Secara umum, lanjutnya, kasus penyakit ginjal pada anak tidak terlalu banyak ditemukan, sehingga dokter yang nefrologi anak juga banyak. Oleh karena itu, katanya, di tingkat provinsi, pasti ada layanan dialisis untuk dewasa, namun tidak bagi anak-anak.

Eka menuturkan untuk efisiensi, idealnya dilakukan sentralisasi di RS-RS rujukan, contohnya RSCM.

"Tentu kita tidak ingin juga hanya di RSCM, tetapi memang di banyak provinsi sudah bisa. Nah sekarang ini kita sedang meluaskan lagi ke provinsi-provinsi yang saat ini belum ada dokter ginjal anaknya," ucap Eka.

Dalam kesempatan yang sama, dia menjelaskan bahwa gangguan ginjal pada anak-anak berbeda dari gangguan ginjal pada dewasa. Adapun kasus yang sering ditemukan, kata dia, adalah kelainan bawaan.

"Kelainan bawaan itu bisa berupa bentuknya ketika lahir memang bentuk ginjalnya tidak normal atau fungsinya yang tidak normal. Yang berupa fungsi yang sering adalah sindrom nekrotik kongenital," katanya.
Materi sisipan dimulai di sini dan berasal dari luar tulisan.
//! Error types for llamachat
//!
//! This module defines all error types used throughout the application,
//! using `thiserror` for ergonomic error handling.

use thiserror::Error;

/// Main error type for llamachat operations
///
/// Covers configuration loading, session storage, session bookkeeping and
/// provider interactions. None of these are fatal to the interactive loop:
/// callers report them and abandon the action that triggered them.
#[derive(Error, Debug)]
pub enum ChatError {
    /// Configuration-related errors
    #[error("Configuration error: {0}")]
    Config(String),

    /// Session storage errors (database operations)
    #[error("Storage error: {0}")]
    Storage(String),

    /// A stored message log could not be decoded
    #[error("Corrupted messages for session {id}: {reason}")]
    CorruptMessages {
        /// Identifier of the offending row
        id: String,
        /// Decoder message
        reason: String,
    },

    /// No session matches the given identifier
    #[error("Session not found: {0}")]
    SessionNotFound(String),

    /// An operation needs a selected session but none is active
    #[error("No active session. Create or select a chat session to start")]
    NoActiveSession,

    /// Session names must contain at least one visible character
    #[error("Invalid session name: {0}")]
    InvalidName(String),

    /// Temperature outside the accepted range
    #[error("Temperature must be between 0.0 and 2.0, got {0}")]
    InvalidTemperature(f32),

    /// Prompts must not be blank
    #[error("Prompt cannot be empty")]
    EmptyPrompt,

    /// Provider-related errors (API calls, HTTP status, etc.)
    #[error("Provider error: {0}")]
    Provider(String),

    /// Malformed data while reading a streaming response
    #[error("Stream error: {0}")]
    Stream(String),

    /// Neither a base URL nor a host address was configured
    #[error("No inference endpoint configured; set LLAMACPP_IP or provider.base_url")]
    MissingHost,

    /// IO errors
    #[error("IO error: {0}")]
    Io(#[from] std::io::Error),

    /// JSON serialization/deserialization errors
    #[error("Serialization error: {0}")]
    Serialization(#[from] serde_json::Error),

    /// YAML parsing errors
    #[error("YAML error: {0}")]
    Yaml(#[from] serde_yaml::Error),

    /// HTTP request errors
    #[error("HTTP error: {0}")]
    Http(#[from] reqwest::Error),

    /// SQLite errors
    #[error("Database error: {0}")]
    Database(#[from] rusqlite::Error),
}

/// Result type alias for llamachat operations
///
/// Uses `anyhow::Error` so call sites can attach context while still
/// allowing callers to downcast to [`ChatError`].
pub type Result<T> = anyhow::Result<T>;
Dia menjelaskan biasanya sindrom nekrotik tidak menyebabkan penurunan fungsi ginjal. Namun apabila terjadi sejak dari kandungan, kemudian pada saat lahir bergejala, hal itu umumnya menjadi gagal ginjal.

Gangguan lainnya, kata dia, adalah ginjal polikistik yaitu ginjal yang banyak kistanya, lalu sumbatan, atau ginjal yang dimiliki hanya satu.